Before the Nineteenth century the very idea would have been meaningless. God had created the only thinking creatures and the only thinking creatures were humans and angels (devils being angels who had rebelled against God). Machines were simply things that made life easier by reducing the need for muscle power (and the owners of those muscles – the workers.) Such were grain mills and Spinning Jennies. There was no need to consider if such things could replace Homo sapiens.
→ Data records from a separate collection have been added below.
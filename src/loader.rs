use std::{
    fs,
    path::{Path, PathBuf},
};

use indexmap::IndexMap;
use log::debug;
use semver::Version;
use toml::{value::Table, Value};

use crate::{
    error::{Error, Result},
    record::ReleaseRecord,
    schema::Checker,
};

/// Gathers release records from one or more sources.
///
/// Every source is validated as it is added, and the first error aborts the
/// load. Versions must be unique across all sources.
///
/// # Example
///
/// ```no_run
/// # use releasedb::Loader;
/// let records = Loader::new()
///     .dir("website/releases")
///     .and_then(|l| l.document_file("website/legacy_releases.toml"))
///     .map(Loader::finish)
///     .unwrap();
/// ```
#[derive(Debug, Default)]
pub struct Loader {
    deny_unknown_fields: bool,
    records: IndexMap<String, ReleaseRecord>,
}

impl Loader {
    pub fn new() -> Self { Loader::default() }

    /// Rejects keys the schema doesn't know about instead of logging and
    /// skipping them (Defaults to `false`)
    pub fn deny_unknown_fields(mut self, deny: bool) -> Self {
        self.deny_unknown_fields = deny;
        self
    }

    /// Adds a single record body for `version`
    pub fn record_str<S: AsRef<str>>(mut self, version: S, src: &str) -> Result<Self> {
        let version = version.as_ref();
        debug!("Loading release {version} from string");
        let value = src.parse::<Value>().map_err(|source| Error::Syntax {
            version: version.to_owned(),
            source,
        })?;
        self.insert(version, value)?;
        Ok(self)
    }

    /// Adds a single record file. The file stem is the version key, i.e.
    /// `releases/0.25.1.toml` holds release `0.25.1`.
    pub fn record_file<P: AsRef<Path>>(self, path: P) -> Result<Self> {
        let path = path.as_ref();
        debug!("Loading release file {path:?}");
        let version = path
            .file_stem()
            .and_then(|s| s.to_str())
            .ok_or_else(|| Error::InvalidVersion(path.display().to_string()))?
            .to_owned();
        let src = fs::read_to_string(path)?;
        self.record_str(version, &src)
    }

    /// Adds every `*.toml` file directly inside `dir`, in semantic version
    /// order. Other files are skipped.
    pub fn dir<P: AsRef<Path>>(mut self, dir: P) -> Result<Self> {
        debug!("Loading release directory {:?}", dir.as_ref());
        let mut files: Vec<(Version, PathBuf)> = Vec::new();
        for entry in fs::read_dir(dir.as_ref())? {
            let path = entry?.path();
            if !path.is_file() || path.extension().map_or(true, |ext| ext != "toml") {
                debug!("Skipping {path:?}");
                continue;
            }
            let stem = path
                .file_stem()
                .and_then(|s| s.to_str())
                .unwrap_or_default();
            let version =
                Version::parse(stem).map_err(|_| Error::InvalidVersion(stem.to_owned()))?;
            files.push((version, path));
        }
        files.sort();

        for (_, path) in files {
            self = self.record_file(path)?;
        }
        Ok(self)
    }

    /// Adds every release of a multi-record document, whose top level keys
    /// are versions:
    ///
    /// ```toml
    /// ["0.11.1"]
    /// date = "2020-12-17"
    /// whats_next = []
    /// commits = []
    /// ```
    pub fn document_str(mut self, src: &str) -> Result<Self> {
        debug!("Loading release document");
        let table: Table = toml::from_str(src).map_err(|source| Error::Syntax {
            version: "<document>".to_owned(),
            source,
        })?;
        for (version, value) in table {
            self.insert(&version, value)?;
        }
        Ok(self)
    }

    /// Adds every release of a multi-record document file
    pub fn document_file<P: AsRef<Path>>(self, path: P) -> Result<Self> {
        debug!("Loading release document {:?}", path.as_ref());
        let src = fs::read_to_string(path.as_ref())?;
        self.document_str(&src)
    }

    /// Returns the records in the order they were added
    pub fn finish(self) -> IndexMap<String, ReleaseRecord> { self.records }

    fn insert(&mut self, version: &str, value: Value) -> Result<()> {
        if Version::parse(version).is_err() {
            return Err(Error::InvalidVersion(version.to_owned()));
        }
        if self.records.contains_key(version) {
            return Err(Error::DuplicateVersion(version.to_owned()));
        }

        let table = match value {
            Value::Table(t) => t,
            other => {
                return Err(Error::TypeMismatch {
                    version: version.to_owned(),
                    field: version.to_owned(),
                    expected: "table",
                    found: other.type_str(),
                })
            }
        };
        Checker::new(version, self.deny_unknown_fields).check_release(&table)?;

        let mut record = Value::Table(table)
            .try_into::<ReleaseRecord>()
            .map_err(|source| Error::Decode {
                version: version.to_owned(),
                source,
            })?;
        record.version = version.to_owned();

        debug!(
            "Loaded release {version} with {} commits",
            record.commits.len()
        );
        self.records.insert(version.to_owned(), record);
        Ok(())
    }
}
use std::io;

use indexmap::IndexMap;
use log::debug;
use toml::{value::Table, Value};

use crate::{
    error::{Error, Result},
    fmt::FormatWriter,
    record::ReleaseRecord,
    store::ReleaseStore,
};

/// Wraps a `std::io::Write` object to write a release in the same TOML
/// format the loader reads. Loading the output again yields an equal record.
///
/// # Example
///
/// ```no_run
/// # use std::fs::File;
/// # use releasedb::{ReleaseStore, fmt::TomlWriter};
/// let store = ReleaseStore::new().unwrap();
///
/// let mut file = File::create("0.25.1.toml").unwrap();
/// let mut writer = TomlWriter::new(&mut file);
///
/// store.write_release_with("0.25.1", &mut writer).unwrap();
/// ```
pub struct TomlWriter<'a>(&'a mut dyn io::Write);

impl<'a> TomlWriter<'a> {
    pub fn new<T: io::Write + 'a>(writer: &'a mut T) -> TomlWriter<'a> { TomlWriter(writer) }
}

impl<'a> FormatWriter for TomlWriter<'a> {
    fn write_release(&mut self, _store: &ReleaseStore, record: &ReleaseRecord) -> Result<()> {
        debug!("Writing TOML for release {}", record.version);
        let body = record_to_toml(record)?;
        self.0.write_all(body.as_bytes())?;
        self.0.flush().map_err(Into::into)
    }
}

fn record_value(record: &ReleaseRecord) -> Result<Value> {
    Value::try_from(record).map_err(|source| Error::Serialize {
        version: record.version.clone(),
        source,
    })
}

// Going through `Value` puts plain keys ahead of arrays of tables no matter
// the field order, which the TOML serializer requires.
pub(crate) fn record_to_toml(record: &ReleaseRecord) -> Result<String> {
    toml::to_string_pretty(&record_value(record)?).map_err(|source| Error::Serialize {
        version: record.version.clone(),
        source,
    })
}

pub(crate) fn document_to_toml(records: &IndexMap<String, ReleaseRecord>) -> Result<String> {
    let mut doc = Table::new();
    for (version, record) in records {
        doc.insert(version.clone(), record_value(record)?);
    }
    toml::to_string_pretty(&Value::Table(doc)).map_err(|source| Error::Serialize {
        version: "<document>".to_owned(),
        source,
    })
}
This began to change in the Nineteenth century ,and one man can be said to have opened the door into the digital world (even if his work was largely forgotten by the Twentieth). That man was English polymath Charles Babbage (1791-1871). He had devised the first mechanical calculator, the Difference Engine. (It was not actually built until the Twentieth century). But he foresaw the possibility that a machine could do much more than add, subtract, multiply, etc. He envisaged a machine called the Analytical Engine which—had it been built—would have been the world’s first digital computer. He was inspired to undertake the project by the existence of the Jacquard loom which could perform a number of different tasks depending on the input of different types of punched cards—a method of data entry still in existence in the Twentieth. In the end, Nineteenth century technology was not fine and detailed enough to realise his dream and the Analytical Engine was never built. However, the plans demonstrate that his machine would have fulfilled all the criteria of a digital computer, including the concept of being Turing-Complete.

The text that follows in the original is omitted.